▸ **Assignment**: Filter the records for "ConnectionLifecycle" and keep each line that has it.

▸ **Exercise material**:
use std::sync::Arc;

use crate::config::RealtimeConfig;
use crate::realtime::{ConnectionLifecycle, SessionRegistry};
use crate::store::{Directory, MessageStore};

/// Shared application state passed to all handlers via axum State extractor.
#[derive(Clone)]
pub struct AppState {
    /// Admission, presence and routing over the live session registry
    pub realtime: ConnectionLifecycle,
    /// Persisted chat history, written by the request layer only
    pub messages: Arc<dyn MessageStore>,
    /// Friends and communities lookup
    pub directory: Arc<dyn Directory>,
    /// Realtime settings (keepalive timings)
    pub realtime_config: Arc<RealtimeConfig>,
}

impl AppState {
    pub fn new(
        realtime_config: RealtimeConfig,
        messages: Arc<dyn MessageStore>,
        directory: Arc<dyn Directory>,
    ) -> Self {
        let registry = Arc::new(SessionRegistry::new());
        Self {
            realtime: ConnectionLifecycle::new(registry, &realtime_config),
            messages,
            directory,
            realtime_config: Arc::new(realtime_config),
        }
    }
}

▸ **Result of the task**:
use crate::realtime::{ConnectionLifecycle, SessionRegistry};
    pub realtime: ConnectionLifecycle,
            realtime: ConnectionLifecycle::new(registry, &realtime_config),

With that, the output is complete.